No ano anterior ao golpe militar o jornal registrou a passagem do então presidente da república, João Goulart, que declarou não estar preocupado com uma possível tentativa de tomada de poder e que confiava na recuperação do Brasil. No mesmo ano, na visita do governador do estado Adhemar Barros, a reportagem reparou que o itinerário ficou restrito à Companhia Brasileira de Cartuchos (CBC).

Em 15 de março de 1964, diferente de grande parte da imprensa nacional, a redação viu como positivo o Comício das Reformas, em que João Goulart propôs uma série de reformas em diversos setores do país.

Na primeira edição após o golpe militar, no dia 5 de abril, o semanário declarou em seu editorial: “Se as Forças Armadas, que são fiadoras da confiança do povo nas instituições democráticas, não souberem impor uma diretriz segura ao elemento escolhido para dirigir os destinos da Nação, neste momento difícil, é bem provável que teremos uma outra revolução, partida do povo oprimido, que procurará encontrar dirigentes que saibam interpretar os seus anseios, saibam reconhecer os seus méritos, saibam reforçar seus esforços”.

O posicionamento levantou suspeitas por partes das autoridades de o jornal ser simpático ao governo deposto. Suspeitas que aumentaram ainda mais quando o News Seller criticou a Câmara Municipal de Santo André por forçar a renúncia de três vereadores suspeitos de colaborarem com partidos de esquerda, o que rendeu um processo judicial sob a alegação de “constituir ameaça às instituições democráticas”.

Em 1965, passou a circular bissemanalmente e em 1968 deixou de adotar o nome News Seller, passando a se chamar Diário do Grande ABC, com uma tiragem de 45 mil exemplares durante a semana e 60 mil aos domingos.

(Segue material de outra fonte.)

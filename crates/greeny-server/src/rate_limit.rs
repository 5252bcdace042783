//! Per-client fixed-window rate limiting.

use std::net::{IpAddr, SocketAddr};
use std::sync::{Arc, Mutex};
use std::time::{Duration, Instant};

use axum::extract::{ConnectInfo, Request, State};
use axum::http::HeaderMap;
use axum::middleware::Next;
use axum::response::{IntoResponse, Response};
use dashmap::DashMap;
use tracing::warn;

use crate::error::ApiError;

#[derive(Debug, Clone, Copy)]
struct Window {
    started: Instant,
    count: u32,
}

/// Fixed-window request counter keyed by client IP.
///
/// Clients are identified by their socket peer address. `X-Forwarded-For`
/// is only consulted when the server sits behind a trusted proxy.
#[derive(Debug)]
pub struct RateLimiter {
    window: Duration,
    max_requests: u32,
    trust_proxy: bool,
    clients: DashMap<IpAddr, Window>,
    last_sweep: Mutex<Instant>,
}

impl RateLimiter {
    /// Allow `max_requests` per client in every `window`.
    pub fn new(window: Duration, max_requests: u32) -> Self {
        Self {
            window,
            max_requests,
            trust_proxy: false,
            clients: DashMap::new(),
            last_sweep: Mutex::new(Instant::now()),
        }
    }

    /// Identify clients by the first `X-Forwarded-For` hop when present.
    pub fn with_trusted_proxy(mut self, trust_proxy: bool) -> Self {
        self.trust_proxy = trust_proxy;
        self
    }

    /// Whether `X-Forwarded-For` is honoured.
    pub fn trusts_proxy(&self) -> bool {
        self.trust_proxy
    }

    /// Count one request from `client` at `now`.
    ///
    /// Returns the time until the window resets when the client is over
    /// its limit.
    pub fn check(&self, client: IpAddr, now: Instant) -> Result<(), Duration> {
        self.sweep(now);

        let mut entry = self.clients.entry(client).or_insert(Window {
            started: now,
            count: 0,
        });
        let window = entry.value_mut();

        if now.duration_since(window.started) >= self.window {
            *window = Window {
                started: now,
                count: 0,
            };
        }

        if window.count >= self.max_requests {
            let elapsed = now.duration_since(window.started);
            return Err(self.window.saturating_sub(elapsed));
        }

        window.count += 1;
        Ok(())
    }

    /// Number of clients currently tracked.
    pub fn tracked_clients(&self) -> usize {
        self.clients.len()
    }

    /// Drops expired windows, at most once per window length.
    fn sweep(&self, now: Instant) {
        // Another request is already sweeping.
        let Ok(mut last_sweep) = self.last_sweep.try_lock() else {
            return;
        };
        if now.saturating_duration_since(*last_sweep) < self.window {
            return;
        }
        *last_sweep = now;
        drop(last_sweep);

        self.clients
            .retain(|_, window| now.saturating_duration_since(window.started) < self.window);
    }
}

/// Client identity.
///
/// The peer address, or with `trust_proxy` the first `X-Forwarded-For` hop
/// falling back to the peer address.
pub fn client_ip(
    headers: &HeaderMap,
    peer: Option<SocketAddr>,
    trust_proxy: bool,
) -> Option<IpAddr> {
    let forwarded = || {
        headers
            .get("x-forwarded-for")
            .and_then(|value| value.to_str().ok())
            .and_then(|value| value.split(',').next())
            .and_then(|hop| hop.trim().parse().ok())
    };

    trust_proxy
        .then(forwarded)
        .flatten()
        .or_else(|| peer.map(|addr| addr.ip()))
}

/// Middleware applying the limiter to every request it wraps.
pub async fn limit_by_ip(
    State(limiter): State<Arc<RateLimiter>>,
    request: Request,
    next: Next,
) -> Response {
    let peer = request
        .extensions()
        .get::<ConnectInfo<SocketAddr>>()
        .map(|ConnectInfo(addr)| *addr);

    let client = client_ip(request.headers(), peer, limiter.trusts_proxy())
        .unwrap_or(IpAddr::from([0, 0, 0, 0]));

    match limiter.check(client, Instant::now()) {
        Ok(()) => next.run(request).await,
        Err(retry_after) => {
            warn!(%client, ?retry_after, "Rate limit exceeded");
            ApiError::RateLimited(retry_after).into_response()
        }
    }
}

O ano de 1968 foi conturbado para o país, com as greves nas cidades de Contagem (MG) e Osasco (SP) sendo fortemente reprimidas. No ABC, os funcionários da Willys/Ford, em São Bernardo, entraram em greve e as forças do exército invadiram as fábricas. Nas comemorações do 1º de maio na Praça da Sé houve confrontos e até apedrejamento e incêndio do palanque onde autoridades iam discursar. E em Santo André um sindicalista foi encontrado morto no bairro do Ipiranga após ter sido preso por distribuir panfletos considerados subversivos. E no dia 13 de dezembro foi instaurado o AI-5.

Na edição do dia 31 de julho o jornal estampava a manchete “Brasil vive ditadura”. A declaração era do general Amaury Kruel, comandante do 2° Exercito sediado em São Paulo e que teve papel importante na deposição de Goulart, mas que, depois do golpe, se mostrou insatisfeito com o autoritarismo do novo governo.

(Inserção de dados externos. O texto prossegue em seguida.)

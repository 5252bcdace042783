//! PhoneNumber value object.

use std::fmt;

use once_cell::sync::Lazy;
use regex::Regex;
use serde::{Deserialize, Deserializer, Serialize, Serializer};

use crate::error::DomainError;

static PHONE: Lazy<Regex> =
    Lazy::new(|| Regex::new(r"^\+?[0-9()\-\s]+$").expect("phone pattern is valid"));

/// A phone number as typed on the contact form.
///
/// An optional leading `+` followed by digits, parentheses, hyphens and
/// spaces, with at least one digit. The number is stored trimmed but
/// otherwise as entered.
///
/// # Example
///
/// ```
/// use greeny_contact::PhoneNumber;
///
/// let phone = PhoneNumber::parse("+91 (80) 2345-6789").unwrap();
/// assert_eq!(phone.digits_only(), "918023456789");
/// ```
#[derive(Debug, Clone, PartialEq, Eq, Hash)]
pub struct PhoneNumber(String);

impl PhoneNumber {
    /// Validate a phone number.
    ///
    /// # Errors
    ///
    /// Returns `DomainError::InvalidPhone` if the number has no digits or
    /// contains other characters.
    pub fn parse(raw: &str) -> Result<Self, DomainError> {
        let phone = raw.trim();

        if !Self::is_valid(phone) {
            return Err(DomainError::InvalidPhone(phone.to_string()));
        }

        Ok(Self(phone.to_string()))
    }

    /// Validate phone format.
    pub fn is_valid(phone: &str) -> bool {
        PHONE.is_match(phone) && phone.chars().any(|c| c.is_ascii_digit())
    }

    /// Get the phone number as a string slice.
    pub fn as_str(&self) -> &str {
        &self.0
    }

    /// Get the phone number with only digits (no formatting).
    pub fn digits_only(&self) -> String {
        self.0.chars().filter(|c| c.is_ascii_digit()).collect()
    }
}

impl Serialize for PhoneNumber {
    fn serialize<S>(&self, serializer: S) -> Result<S::Ok, S::Error>
    where
        S: Serializer,
    {
        self.0.serialize(serializer)
    }
}

impl<'de> Deserialize<'de> for PhoneNumber {
    fn deserialize<D>(deserializer: D) -> Result<Self, D::Error>
    where
        D: Deserializer<'de>,
    {
        let s = String::deserialize(deserializer)?;
        PhoneNumber::parse(&s).map_err(serde::de::Error::custom)
    }
}

impl fmt::Display for PhoneNumber {
    fn fmt(&self, f: &mut fmt::Formatter<'_>) -> fmt::Result {
        f.write_str(&self.0)
    }
}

No dia 15 de dezembro de 1968, o Diário avisou seus leitores sob o fato de estarem sob censura prévia: “Diante do Ato Institucional n. 5, temos que acatar os seus desígnios. Não é hora ainda der julgamentos, assim querem as autoridades. Porém essa hora vai chegar a qualquer momento. Pedimos a Deus para que, em chegando a hora, esta revolução possa justificar-se não pelo que fez agora, mas o que fará daqui por diante”.

Mesmo durante esse momento mais complicado para a liberdade de imprensa o jornal continuou a noticiar os abusos e as reivindicações populares da época.

A partir da década de 70, o Diário começa a perceber o surgimento de um novo sindicalismo na região com a eleição de Paulo Vidal Neto para a presidência do Sindicato dos Trabalhadores nas Indústrias Metalúrgicas, Mecânicas e Material de São Bernardo do Campo, tendo Luiz Inácio da Silva como suplente do Conselho Fiscal.

Em 1974, começa o fim do milagre econômico com a crise do petróleo e o governo termina as intervenções nos sindicatos e autoriza negociações diretamente com o setor empresarial. No mesmo ano, o Diário noticiou o primeiro congresso organizado pelo Sindicato dos Metalúrgicos de São Bernardo e Diadema para discutir “temas ligados ao sistema legal trabalhista, bem como o sistema sindical e previdenciário”.

O jornal ganhou o Prêmio Esso de Jornalismo em 1976 pela série de reportagens “Grande ABC: metamorfose e industrialização” de Edison Motta e Ademir Médici, que mantém a coluna de memória no Diário atualmente. Após o fim do AI-5 em outubro de 1978, o jornal exibia sinais de otimismo para o futuro do país.